> _WHAT THE TASK ASKS_: Could you retype, exactly as written, every line from the top of the records through the line that contains "codes are display-only."?

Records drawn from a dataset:
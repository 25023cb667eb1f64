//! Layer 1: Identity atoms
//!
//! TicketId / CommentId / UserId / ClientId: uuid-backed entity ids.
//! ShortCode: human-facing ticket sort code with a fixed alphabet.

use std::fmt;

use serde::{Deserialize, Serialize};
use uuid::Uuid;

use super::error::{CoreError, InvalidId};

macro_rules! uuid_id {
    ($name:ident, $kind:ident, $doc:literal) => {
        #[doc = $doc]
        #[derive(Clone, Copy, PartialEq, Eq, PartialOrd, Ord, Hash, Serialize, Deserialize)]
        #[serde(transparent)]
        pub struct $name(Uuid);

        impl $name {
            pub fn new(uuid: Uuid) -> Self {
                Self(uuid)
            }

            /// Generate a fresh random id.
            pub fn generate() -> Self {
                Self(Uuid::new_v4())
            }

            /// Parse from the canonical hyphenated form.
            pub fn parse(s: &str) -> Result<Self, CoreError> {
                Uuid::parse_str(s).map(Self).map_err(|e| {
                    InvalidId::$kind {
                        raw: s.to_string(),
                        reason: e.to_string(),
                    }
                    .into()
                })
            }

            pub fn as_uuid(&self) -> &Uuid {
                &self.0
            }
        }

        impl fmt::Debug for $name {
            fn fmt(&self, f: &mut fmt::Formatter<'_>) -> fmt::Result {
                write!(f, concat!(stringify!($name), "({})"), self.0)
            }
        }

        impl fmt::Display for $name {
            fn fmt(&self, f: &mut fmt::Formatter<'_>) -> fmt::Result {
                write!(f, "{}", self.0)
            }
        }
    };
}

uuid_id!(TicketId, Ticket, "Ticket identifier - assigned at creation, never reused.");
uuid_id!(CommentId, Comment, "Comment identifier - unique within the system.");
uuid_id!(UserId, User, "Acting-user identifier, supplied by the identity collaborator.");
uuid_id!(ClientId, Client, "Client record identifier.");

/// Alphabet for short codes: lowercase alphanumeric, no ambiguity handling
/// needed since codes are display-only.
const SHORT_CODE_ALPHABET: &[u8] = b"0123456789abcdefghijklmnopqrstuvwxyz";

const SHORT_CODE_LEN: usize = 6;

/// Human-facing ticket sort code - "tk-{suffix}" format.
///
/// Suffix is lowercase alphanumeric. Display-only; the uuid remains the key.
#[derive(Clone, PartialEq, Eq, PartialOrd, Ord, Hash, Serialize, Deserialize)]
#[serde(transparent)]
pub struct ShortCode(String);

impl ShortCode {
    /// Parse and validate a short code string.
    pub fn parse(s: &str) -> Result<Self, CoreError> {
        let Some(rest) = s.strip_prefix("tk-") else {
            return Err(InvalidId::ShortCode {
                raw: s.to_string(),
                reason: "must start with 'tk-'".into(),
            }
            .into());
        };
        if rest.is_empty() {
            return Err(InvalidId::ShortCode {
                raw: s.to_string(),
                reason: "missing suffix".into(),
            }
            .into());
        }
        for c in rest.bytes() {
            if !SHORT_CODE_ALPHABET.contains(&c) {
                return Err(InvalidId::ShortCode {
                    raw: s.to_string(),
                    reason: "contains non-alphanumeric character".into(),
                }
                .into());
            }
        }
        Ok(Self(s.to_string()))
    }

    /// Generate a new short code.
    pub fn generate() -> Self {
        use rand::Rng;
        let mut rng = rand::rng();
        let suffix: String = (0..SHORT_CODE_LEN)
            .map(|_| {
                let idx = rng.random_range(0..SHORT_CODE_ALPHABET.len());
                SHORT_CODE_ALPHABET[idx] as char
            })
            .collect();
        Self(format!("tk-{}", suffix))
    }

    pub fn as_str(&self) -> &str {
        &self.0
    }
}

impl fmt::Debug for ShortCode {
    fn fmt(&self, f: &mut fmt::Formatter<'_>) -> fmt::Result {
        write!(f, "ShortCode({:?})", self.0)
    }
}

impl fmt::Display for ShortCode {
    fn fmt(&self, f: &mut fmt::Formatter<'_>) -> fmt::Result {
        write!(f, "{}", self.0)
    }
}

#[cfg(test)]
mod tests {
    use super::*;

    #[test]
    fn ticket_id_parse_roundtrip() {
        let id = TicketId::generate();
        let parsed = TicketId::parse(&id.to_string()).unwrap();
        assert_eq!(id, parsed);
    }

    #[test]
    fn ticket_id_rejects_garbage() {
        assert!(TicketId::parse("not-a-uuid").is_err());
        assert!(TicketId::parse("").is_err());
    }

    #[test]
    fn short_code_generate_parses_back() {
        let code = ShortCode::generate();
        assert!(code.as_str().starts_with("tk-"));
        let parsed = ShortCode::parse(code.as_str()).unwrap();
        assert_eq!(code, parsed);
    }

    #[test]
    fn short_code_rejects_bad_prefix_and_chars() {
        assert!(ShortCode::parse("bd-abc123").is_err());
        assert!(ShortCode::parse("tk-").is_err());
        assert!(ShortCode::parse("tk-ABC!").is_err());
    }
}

> _ANSWER SECTION_:
repository 25023cb667eb1f64
//! Layer 1: Identity atoms
//!
//! TicketId / CommentId / UserId / ClientId: uuid-backed entity ids.
//! ShortCode: human-facing ticket sort code with a fixed alphabet.

use std::fmt;

use serde::{Deserialize, Serialize};
use uuid::Uuid;

use super::error::{CoreError, InvalidId};

macro_rules! uuid_id {
    ($name:ident, $kind:ident, $doc:literal) => {
        #[doc = $doc]
        #[derive(Clone, Copy, PartialEq, Eq, PartialOrd, Ord, Hash, Serialize, Deserialize)]
        #[serde(transparent)]
        pub struct $name(Uuid);

        impl $name {
            pub fn new(uuid: Uuid) -> Self {
                Self(uuid)
            }

            /// Generate a fresh random id.
            pub fn generate() -> Self {
                Self(Uuid::new_v4())
            }

            /// Parse from the canonical hyphenated form.
            pub fn parse(s: &str) -> Result<Self, CoreError> {
                Uuid::parse_str(s).map(Self).map_err(|e| {
                    InvalidId::$kind {
                        raw: s.to_string(),
                        reason: e.to_string(),
                    }
                    .into()
                })
            }

            pub fn as_uuid(&self) -> &Uuid {
                &self.0
            }
        }

        impl fmt::Debug for $name {
            fn fmt(&self, f: &mut fmt::Formatter<'_>) -> fmt::Result {
                write!(f, concat!(stringify!($name), "({})"), self.0)
            }
        }

        impl fmt::Display for $name {
            fn fmt(&self, f: &mut fmt::Formatter<'_>) -> fmt::Result {
                write!(f, "{}", self.0)
            }
        }
    };
}

uuid_id!(TicketId, Ticket, "Ticket identifier - assigned at creation, never reused.");
uuid_id!(CommentId, Comment, "Comment identifier - unique within the system.");
uuid_id!(UserId, User, "Acting-user identifier, supplied by the identity collaborator.");
uuid_id!(ClientId, Client, "Client record identifier.");

/// Alphabet for short codes: lowercase alphanumeric, no ambiguity handling
/// needed since codes are display-only.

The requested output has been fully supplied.